後半戦に向けて、エキシビジョンマッチを戦うカープ。巻き返しを図るうえでのキーマンは誰か、カープOBの笘篠賢治氏に聞いた。

復調に期待がかかる林晃汰選手。

◆1番打者として期待したい7年目の野間

 これまでのエキシビションマッチを見てのカープの状況ですが、安打数のわりに得点が少ないと感じています。今は勝ちにこだわるというよりも、選手個々の状態を上げる試合の進め方をしているので、なんとも言えない部分ではありますが、それが一番解消しないといけないポイントだけに気がかりではあります。

 先日、ロッテ3連戦(マツダスタジアム)が行われましたが、この3連戦は、チームとして学んだことがおおいにあったはずです。一つは走るということがどれだけ効果的かということ。ロッテとの戦いのなかで、足を絡めた攻撃が得点につながったとき、それが相手チームに嫌がられるというのを改めて実感したはずです。そうそう本塁打は出ませんから、足を武器にした攻撃がいかに重要かを、もう一度見つめ直す良い機会になったのではないかと思います。

 選手個人では野間峻祥が素晴らしいですね。7試合で20打数11安打。打ち方、ボールを捉えるポイント、しっかりと良い状態で打ち、その結果ヒットが出ています。これを後半戦も続けることができれば、1番打者として打線を引っ張ってくれるでしょう。

 また坂倉将吾も16打数8安打。捕手一本ではなく一塁手として出場が増えているのも、打撃に集中できる環境を与えたいという首脳陣の思いがあるのでしょう。前半戦の活躍同様、しっかりと好調をキープしてくれています。

 一方、調子を落としているのが林晃汰です。前半戦は打率.327、4本塁打、22打点とブレイクしましたが、エキシビションマッチでは25打数1安打と苦しい状態が続いています。

 積極的に打ちにいく姿勢は彼の持ち味なので続けてほしいのですが、問題は追い込まれてからの対応です。逆方向にも打てる柔軟さを持ちあわせていますが、ここ数試合は外の落ちる球に苦しんでいるように感じます。

 前半戦は、相手投手が手探りの状態で投げてくる感じもありました。結果を残し研究され始めたことで、後半戦は、追い込まれてからの外の落ちる球を相当使われると思います。そして、相手バッテリーは、その球を生かすため、踏み込ませないようにインコースの厳しいところに投げてくることが予想されます。しっかりと対策を練らないと、後半戦、エキシビジョンマッチの不調を引きずりそうな気配もあります。
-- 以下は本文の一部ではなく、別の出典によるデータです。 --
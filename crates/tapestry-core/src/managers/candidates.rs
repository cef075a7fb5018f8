//! `MemoryCandidatesManager` (SPEC_FULL §4.5, SUPPLEMENT): a pre-filtering
//! pass over asset-bearing threads that narrows a batch down to the
//! memory-worthy subset before the `memories` category groups and runs it.
//!
//! Grounded on `context_use/pipelines/memory_candidates/manager.py`.

use std::collections::HashMap;
use std::sync::Arc;

use async_trait::async_trait;
use serde_json::{json, Value};
use tapestry_proto::{LlmJobClient, PromptItem, Store, TapestryMemory, Thread};
use tracing::info;

use crate::batch_manager::{advance, BatchManager, Transition};
use crate::config::{BatchConfig, CountdownConfig};
use crate::error::OrchestratorError;
use crate::state_catalog::MemoryCandidatesState;

pub struct MemoryCandidatesManager {
    batch_id: String,
    store: Arc<dyn Store>,
    llm: Arc<dyn LlmJobClient>,
    limits: BatchConfig,
    countdown: CountdownConfig,
}

impl MemoryCandidatesManager {
    pub fn new(
        batch_id: impl Into<String>,
        store: Arc<dyn Store>,
        llm: Arc<dyn LlmJobClient>,
        limits: BatchConfig,
        countdown: CountdownConfig,
    ) -> Self {
        Self { batch_id: batch_id.into(), store, llm, limits, countdown }
    }

    async fn asset_threads(&self) -> Result<Vec<Thread>, OrchestratorError> {
        let groups = self.store.get_batch_groups(&self.batch_id).await?;
        Ok(groups
            .into_iter()
            .flat_map(|g| g.threads)
            .filter(|t| t.asset_uri.is_some())
            .collect())
    }

    async fn trigger_generation(&self) -> Result<MemoryCandidatesState, OrchestratorError> {
        let threads = self.asset_threads().await?;
        if threads.is_empty() {
            return Ok(MemoryCandidatesState::skipped("No asset threads for memory generation"));
        }

        info!(batch_id = %self.batch_id, threads = threads.len(), "submitting memory-candidate batch job");
        let prompts = build_day_prompts(&threads);
        let job_key = self.llm.batch_submit(&self.batch_id, prompts).await?;
        Ok(MemoryCandidatesState::generate_pending(job_key))
    }

    async fn check_generation(&self, job_key: &str) -> Result<MemoryCandidatesState, OrchestratorError> {
        let Some(results) = self.llm.batch_get_results(job_key).await? else {
            return Ok(MemoryCandidatesState::generate_pending(job_key.to_string()));
        };

        let count = self.store_candidates(results).await?;
        Ok(MemoryCandidatesState::generate_complete(count))
    }

    async fn store_candidates(&self, results: HashMap<String, Value>) -> Result<u64, OrchestratorError> {
        let mut count = 0u64;
        for (day_key, payload) in results {
            let memory_date = chrono::NaiveDate::parse_from_str(&day_key, "%Y-%m-%d")
                .map_err(|e| OrchestratorError::DataValidation(e.to_string()))?;

            let candidates: Vec<Candidate> = serde_json::from_value(
                payload.get("candidates").cloned().unwrap_or(Value::Array(vec![])),
            )
            .map_err(|e| OrchestratorError::DataValidation(e.to_string()))?;

            for candidate in candidates {
                let memory = TapestryMemory::new(candidate.content, memory_date, memory_date, day_key.clone());
                self.store.create_memory(memory).await?;
                count += 1;
            }
        }

        info!(batch_id = %self.batch_id, count, "stored memory candidates");
        Ok(count)
    }
}

#[derive(serde::Deserialize)]
struct Candidate {
    content: String,
}

fn candidate_response_schema() -> Value {
    json!({
        "type": "object",
        "properties": {
            "candidates": {
                "type": "array",
                "items": {
                    "type": "object",
                    "properties": {"content": {"type": "string"}},
                    "required": ["content"],
                },
            },
        },
        "required": ["candidates"],
    })
}

/// Groups threads by their `asat` calendar day and builds one prompt per
/// day, matching the original's day-keyed `MemoryCandidatePromptBuilder`.
fn build_day_prompts(threads: &[Thread]) -> Vec<PromptItem> {
    let mut by_day: std::collections::BTreeMap<String, Vec<&Thread>> = std::collections::BTreeMap::new();
    for thread in threads {
        by_day.entry(thread.asat.format("%Y-%m-%d").to_string()).or_default().push(thread);
    }

    by_day
        .into_iter()
        .map(|(day, threads)| {
            let mut lines = Vec::new();
            let mut asset_paths = Vec::new();
            for thread in &threads {
                let ts = thread.asat.format("%H:%M");
                if let Some(uri) = &thread.asset_uri {
                    asset_paths.push(uri.clone());
                    lines.push(format!("[{ts}] [Image {}] {}", asset_paths.len(), thread.preview));
                }
            }

            let prompt = format!(
                "You are given posts from {day}. Identify candidate memories worth \
                 keeping as a JSON object with a `candidates` array, each with \
                 `content`.\n\n{}",
                lines.join("\n")
            );

            PromptItem {
                item_id: day.clone(),
                prompt,
                response_schema: candidate_response_schema(),
                asset_paths,
            }
        })
        .collect()
}

#[async_trait]
impl Transition<MemoryCandidatesState> for MemoryCandidatesManager {
    async fn transition(&self, current: &MemoryCandidatesState) -> Result<Option<MemoryCandidatesState>, OrchestratorError> {
        let next = match current {
            MemoryCandidatesState::Created { .. } => self.trigger_generation().await?,
            MemoryCandidatesState::GeneratePending { job_key, .. } => self.check_generation(job_key).await?,
            MemoryCandidatesState::GenerateComplete { .. } => MemoryCandidatesState::complete(),
            MemoryCandidatesState::Complete { .. }
            | MemoryCandidatesState::Skipped { .. }
            | MemoryCandidatesState::Failed { .. } => return Ok(None),
        };
        Ok(Some(next))
    }
}

#[async_trait]
impl BatchManager for MemoryCandidatesManager {
    async fn try_advance_state(&mut self) -> Result<tapestry_proto::ScheduleInstruction, OrchestratorError> {
        advance::<MemoryCandidatesState, Self>(&self.batch_id, self.store.as_ref(), &self.limits, &self.countdown, self).await
    }
}

#[cfg(test)]
mod tests {
    use super::*;
    use chrono::{TimeZone, Utc};

    fn thread(asat: chrono::DateTime<Utc>, asset: Option<&str>) -> Thread {
        Thread {
            id: tapestry_proto::ids::generate_id(),
            unique_key: format!("k-{}", tapestry_proto::ids::generate_id()),
            etl_task_id: "task-1".into(),
            provider: "instagram".into(),
            interaction_type: "post".into(),
            preview: "a post".into(),
            payload: serde_json::json!({}),
            version: "v1".into(),
            asat,
            asset_uri: asset.map(String::from),
            source: None,
            tapestry_id: None,
        }
    }

    #[test]
    fn groups_prompts_by_calendar_day() {
        let threads = vec![
            thread(Utc.with_ymd_and_hms(2024, 1, 1, 9, 0, 0).unwrap(), Some("a.jpg")),
            thread(Utc.with_ymd_and_hms(2024, 1, 1, 18, 0, 0).unwrap(), Some("b.jpg")),
            thread(Utc.with_ymd_and_hms(2024, 1, 2, 9, 0, 0).unwrap(), Some("c.jpg")),
        ];
        let prompts = build_day_prompts(&threads);
        assert_eq!(prompts.len(), 2);
        assert_eq!(prompts[0].item_id, "2024-01-01");
        assert_eq!(prompts[0].asset_paths.len(), 2);
        assert_eq!(prompts[1].item_id, "2024-01-02");
    }

    #[tokio::test]
    async fn transitions_to_skipped_without_asset_threads() {
        use crate::store::InMemoryStore;
        use tapestry_proto::{Batch, BatchCategory};

        struct NoopLlm;
        #[async_trait]
        impl LlmJobClient for NoopLlm {
            async fn batch_submit(&self, _: &str, _: Vec<PromptItem>) -> Result<String, tapestry_proto::ProtoError> {
                unreachable!()
            }
            async fn batch_get_results(&self, _: &str) -> Result<Option<HashMap<String, Value>>, tapestry_proto::ProtoError> {
                unreachable!()
            }
            async fn embed_batch_submit(&self, _: &str, _: Vec<tapestry_proto::EmbedItem>) -> Result<String, tapestry_proto::ProtoError> {
                unreachable!()
            }
            async fn embed_batch_get_results(&self, _: &str) -> Result<Option<HashMap<String, Vec<f32>>>, tapestry_proto::ProtoError> {
                unreachable!()
            }
        }

        let store: Arc<dyn Store> = Arc::new(InMemoryStore::new());
        let batch = store
            .create_batch(Batch::new(1, BatchCategory::MemoryCandidates, serde_json::json!({"status": "CREATED"})), &[])
            .await
            .unwrap();

        let manager = MemoryCandidatesManager::new(
            batch.id,
            store,
            Arc::new(NoopLlm),
            BatchConfig::default(),
            CountdownConfig::memories_default(),
        );
        let next = manager.transition(&MemoryCandidatesState::created()).await.unwrap().unwrap();
        assert!(matches!(next, MemoryCandidatesState::Skipped { .. }));
    }
}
 林の不調が続くとサードに誰を起用するかという話になってきます。そう考えると、田中広輔の状態が非常に良いです。今のチーム状態では、後半戦は、田中を起用した方が打線の流れは良いようにも感じます。将来を見据え、林を育てたいのであれば、使い続ける首脳陣の我慢も必要になってきます。そのあたりを後半戦までにどう判断するかにも注目したいですね。